TikTok sues to block US ban
TikTok said it filed a federal lawsuit Tuesday challenging the constitutionality of a new law that requires a sale or ban of the popular social-media app, setting up a court showdown over national security and free speech in the age of global information wars.
The suit, filed directly with a federal appeals court in Washington, D.C., seeks a court order preventing the U.S. from enforcing the bipartisan law signed by President Biden last month. The measure bans TikTok in the U.S. unless its parent company, Beijing-based ByteDance, divests itself of the platform by mid-January.

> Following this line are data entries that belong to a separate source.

impl CredentialManager {
    /// Assemble a manager from its collaborators.
    ///
    /// Without an explicit `client`, the identity is read from
    /// `config.client_secret_file` on first use.
    pub fn new(
        config: CredentialManagerConfig,
        client: Option<ClientIdentity>,
        store: Arc<dyn TokenStore>,
        flow: Arc<dyn AuthorizationFlowProvider>,
        refresher: Arc<dyn TokenRefresher>,
        revoker: Arc<dyn TokenRevoker>,
    ) -> Self {
        Self {
            config,
            client: client.map(OnceCell::from).unwrap_or_default(),
            store,
            flow,
            refresher,
            revoker,
            cache: RwLock::new(HashMap::new()),
            revoked: RwLock::new(HashSet::new()),
            guards: Mutex::new(HashMap::new()),
        }
    }

    pub fn config(&self) -> &CredentialManagerConfig {
        &self.config
    }

    /// Client identity, loaded once. A failed load is retried on the next call.
    pub async fn client_identity(&self) -> CredentialResult<&ClientIdentity> {
        self.client
            .get_or_try_init(|| ClientIdentity::from_file(&self.config.client_secret_file))
            .await
    }

    /// Return a usable record for `scopes` and `identity`, running consent if needed.
    #[instrument(skip_all, fields(identity = %identity, key = tracing::field::Empty))]
    pub async fn acquire(
        &self,
        scopes: &ScopeSet,
        identity: &str,
    ) -> CredentialResult<CredentialRecord> {
        let key = TokenCacheKey::derive(identity, scopes)?;
        Span::current().record("key", key.as_str());

        let guard = self.key_guard(key.as_str()).await;
        let _held = guard.lock().await;

        let record = self.lookup(key.as_str()).await;
        match CredentialState::classify(record, scopes, Utc::now(), self.config.refresh_buffer) {
            CredentialState::Valid(record) => {
                debug!("Using cached credentials");
                return Ok(record);
            }
            CredentialState::Expired(record) => match self.refresh(key.as_str(), &record).await {
                Ok(refreshed) => return Ok(refreshed),
                Err(e @ CredentialError::ConfigurationMissing(_)) => return Err(e),
                Err(e) => {
                    warn!(error = %e, "Refresh failed, discarding credentials");
                    self.discard(key.as_str()).await;
                }
            },
            CredentialState::Missing => debug!("No usable credentials cached"),
        }

        self.consent(key.as_str(), scopes, identity).await
    }

    /// [`acquire`](Self::acquire) for the default identity.
    pub async fn acquire_default(&self, scopes: &ScopeSet) -> CredentialResult<CredentialRecord> {
        self.acquire(scopes, DEFAULT_IDENTITY).await
    }

    /// [`acquire`](Self::acquire) with a service's scope set.
    pub async fn acquire_for_service(
        &self,
        service: GoogleService,
        identity: &str,
    ) -> CredentialResult<CredentialRecord> {
        self.acquire(&service.scopes(), identity).await
    }

    /// Whether a usable record exists, refreshing an expired one if possible.
    /// Never runs consent.
    pub async fn check_cached(&self, scopes: &ScopeSet, identity: &str) -> bool {
        self.usable_record(scopes, identity).await.is_some()
    }

    /// Revoke every grant held for `identity`. Returns whether all steps succeeded.
    pub async fn revoke(&self, identity: &str) -> bool {
        match self.revoke_with_report(identity).await {
            Ok(report) => report.is_complete(),
            Err(e) => {
                warn!(error = %e, "Revocation rejected");
                false
            }
        }
    }

    /// Revoke every grant held for `identity` and report each step.
    ///
    /// Local state is always removed, even when the provider is unreachable.
    #[instrument(skip_all, fields(identity = %identity))]
    pub async fn revoke_with_report(&self, identity: &str) -> CredentialResult<RevocationReport> {
        validate_identity(identity)?;

        let mut report = RevocationReport {
            identity: identity.to_string(),
            ..Default::default()
        };

        let mut keys = BTreeSet::new();
        match self.store.list_keys().await {
            Ok(stored) => keys.extend(
                stored
                    .into_iter()
                    .filter(|k| TokenCacheKey::belongs_to(k, identity)),
            ),
            Err(e) => {
                warn!(error = %e, "Could not list stored credentials");
                report.failures.push(RevocationFailure {
                    key: None,
                    message: e.to_string(),
                });
            }
        }
        keys.extend(
            self.cache
                .read()
                .await
                .keys()
                .filter(|k| TokenCacheKey::belongs_to(k, identity))
                .cloned(),
        );

        for key in keys {
            self.revoke_key(&key, &mut report).await;
        }

        info!(
            revoked = report.revoked_keys.len(),
            warnings = report.warnings.len(),
            failures = report.failures.len(),
            "Revocation finished"
        );
        Ok(report)
    }

    /// Sorted identity labels that have stored or cached credentials.
    pub async fn known_identities(&self) -> CredentialResult<Vec<String>> {
        let mut identities = BTreeSet::new();
        let stored = self.store.list_keys().await?;
        let revoked = self.revoked.read().await;
        for key in stored.iter().filter(|k| !revoked.contains(*k)) {
            identities.extend(TokenCacheKey::identity_of(key));
        }
        drop(revoked);
        for key in self.cache.read().await.keys() {
            identities.extend(TokenCacheKey::identity_of(key));
        }
        Ok(identities.into_iter().collect())
    }

    /// Authorization summary for one identity. Never runs consent.
    pub async fn status(&self, identity: &str) -> AuthStatus {
        let youtube = self
            .usable_record(&GoogleService::YouTube.scopes(), identity)
            .await;
        let sheets = self
            .usable_record(&GoogleService::Sheets.scopes(), identity)
            .await;
        let combined = self
            .usable_record(&GoogleService::Combined.scopes(), identity)
            .await;

        let expires_at = [&youtube, &sheets, &combined]
            .into_iter()
            .flatten()
            .filter_map(|r| r.expires_at)
            .min();

        AuthStatus {
            identity: identity.to_string(),
            youtube: youtube.is_some() || combined.is_some(),
            sheets: sheets.is_some() || combined.is_some(),
            expires_at,
        }
    }

    async fn usable_record(&self, scopes: &ScopeSet, identity: &str) -> Option<CredentialRecord> {
        let key = TokenCacheKey::derive(identity, scopes).ok()?;
        let guard = self.key_guard(key.as_str()).await;

        let usable = {
            let _held = guard.lock().await;
            let record = self.lookup(key.as_str()).await;
            match CredentialState::classify(record, scopes, Utc::now(), self.config.refresh_buffer) {
                CredentialState::Valid(record) => Some(record),
                CredentialState::Expired(record) => match self.refresh(key.as_str(), &record).await {
                    Ok(refreshed) => Some(refreshed),
                    Err(e) => {
                        debug!(error = %e, "Probe refresh failed");
                        None
                    }
                },
                CredentialState::Missing => None,
            }
        };

        self.release_guard(key.as_str(), guard).await;
        usable
    }

    async fn key_guard(&self, key: &str) -> Arc<Mutex<()>> {
        let mut guards = self.guards.lock().await;
        guards
            .entry(key.to_string())
            .or_insert_with(|| Arc::new(Mutex::new(())))
            .clone()
    }

    /// Drop a guard handle, removing the map entry when nobody else holds it.
    async fn release_guard(&self, key: &str, guard: Arc<Mutex<()>>) {
        drop(guard);
        let mut guards = self.guards.lock().await;
        if guards.get(key).is_some_and(|g| Arc::strong_count(g) == 1) {
            guards.remove(key);
        }
    }

    /// Memory first, then the store. Store errors count as a miss.
    async fn lookup(&self, key: &str) -> Option<CredentialRecord> {
        if let Some(record) = self.cache.read().await.get(key) {
            return Some(record.clone());
        }
        if self.revoked.read().await.contains(key) {
            debug!("Stored credentials were revoked, ignoring them");
            return None;
        }

        match self.store.load(key).await {
            Ok(Some(record)) => {
                debug!("Loaded credentials from store");
                self.cache
                    .write()
                    .await
                    .insert(key.to_string(), record.clone());
                Some(record)
            }
            Ok(None) => None,
            Err(e @ CredentialError::Storage(StorageError::CorruptedData { .. })) => {
                warn!(error = %e, "Discarding corrupted credential entry");
                if let Err(e) = self.store.delete(key).await {
                    warn!(error = %e, "Could not delete corrupted entry");
                }
                None
            }
            Err(e) => {
                warn!(error = %e, "Credential store read failed, treating as missing");
                None
            }
        }
    }

    async fn refresh(&self, key: &str, record: &CredentialRecord) -> CredentialResult<CredentialRecord> {
        let client = self.client_identity().await?;
        let refreshed = self.refresher.refresh(client, record).await?;
        info!(expires_at = ?refreshed.expires_at, "Access token refreshed");
        self.persist(key, &refreshed).await;
        Ok(refreshed)
    }

    async fn consent(
        &self,
        key: &str,
        scopes: &ScopeSet,
        identity: &str,
    ) -> CredentialResult<CredentialRecord> {
        let client = self.client_identity().await?;

        info!(scopes = %scopes, "Starting interactive consent");
        let record = self
            .flow
            .run_interactive_consent(client, scopes, identity)
            .await
            .map_err(|e| {
                error!(error = %e, "Interactive consent failed");
                into_authentication_failure(e)
            })?;

        if !record.scopes.contains_all(scopes) {
            let missing = record.scopes.missing_from(scopes);
            error!(missing = ?missing, "Consent did not grant all requested scopes");
            return Err(AuthorizationError::InsufficientScope { missing }.into());
        }

        self.persist(key, &record).await;
        info!("Consent completed");
        Ok(record)
    }

    async fn persist(&self, key: &str, record: &CredentialRecord) {
        self.cache
            .write()
            .await
            .insert(key.to_string(), record.clone());

        match self.store.save(key, record).await {
            Ok(()) => {
                self.revoked.write().await.remove(key);
            }
            Err(e) => {
                warn!(error = %e, "Could not persist credentials, keeping them in memory only");
            }
        }
    }

    async fn discard(&self, key: &str) {
        self.cache.write().await.remove(key);
        if let Err(e) = self.delete_stored(key).await {
            warn!(error = %e, "Could not delete stored credentials");
        }
    }

    /// Delete the stored copy. On failure the key is marked so the stale
    /// copy is never loaded again by this manager.
    async fn delete_stored(&self, key: &str) -> CredentialResult<()> {
        match self.store.delete(key).await {
            Ok(_) => {
                self.revoked.write().await.remove(key);
                Ok(())
            }
            Err(e) => {
                self.revoked.write().await.insert(key.to_string());
                Err(e)
            }
        }
    }

    async fn revoke_key(&self, key: &str, report: &mut RevocationReport) {
        let guard = self.key_guard(key).await;
        {
            let _held = guard.lock().await;
            self.revoke_key_locked(key, report).await;
        }
        self.release_guard(key, guard).await;
    }

    async fn revoke_key_locked(&self, key: &str, report: &mut RevocationReport) {
        let cached = self.cache.write().await.remove(key);
        let record = match cached {
            Some(record) => Some(record),
            None => self.store.load(key).await.unwrap_or_else(|e| {
                debug!(error = %e, "Stored entry unreadable, skipping remote revoke");
                None
            }),
        };

        if let Some(record) = &record {
            if let Err(e) = self.revoker.revoke_record(record).await {
                warn!(error = %e, "Remote revocation failed; local credentials removed anyway");
                report.warnings.push(RevocationWarning::RevocationIncomplete {
                    key: key.to_string(),
                    message: e.to_string(),
                });
            }
        }

        match self.delete_stored(key).await {
            Ok(()) => report.revoked_keys.push(key.to_string()),
            Err(e) => {
                warn!(error = %e, "Could not delete stored credentials");
                report.failures.push(RevocationFailure {
                    key: Some(key.to_string()),
                    message: e.to_string(),
                });
            }
        }
    }
}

ByteDance has said it can’t and won’t sell its U.S. operations by the deadline, leaving litigation as its best hope to maintain its U.S. market. The lawsuit accuses the government of trampling on TikTok’s First Amendment rights—as well as the free-speech rights of millions of Americans—under the banner of national security.
“There is no question: the Act will force a shutdown of TikTok by January 19, 2025,” the lawsuit states, “silencing the 170 million Americans who use the platform to communicate in ways that cannot be replicated elsewhere.”
The suit also alleges the U.S. ban is an unconstitutional legislative punishment of TikTok, denies the company equal protection under the law and amounts to an unlawful taking of private property.
TikTok’s short-form video platform has quickly gained mass appeal as an entertainment platform, news source, cultural tastemaker and activist hub.
National-security officials and federal lawmakers watched its growth with alarm. Supporters of the law say TikTok offers a foreign adversary a potent tool to spy on Americans and manipulate public opinion through its algorithms. Forcing TikTok to cut ties with China is the only effective way to deal with the security risks, they say.
TikTok says it has taken measures to safeguard user data and prevent Chinese government influence.
The U.S. has long restricted foreign ownership of radio and television broadcasting, but Congress has never taken such drastic actions against an internet platform used by millions of Americans.
Courts have struck down past government restrictions on TikTok, but left the First Amendment issues unsettled.
A federal judge in Washington, D.C. ruled against Commerce Department efforts to ban TikTok during the Trump administration, deciding the agency exceeded its authority under a law from the 1970s called the International Emergency Economic Powers Act.
In a separate Pennsylvania case, another U.S. district judge, citing similar legal grounds, sided with a group of TikTok stars that sued the Trump administration with the company’s support.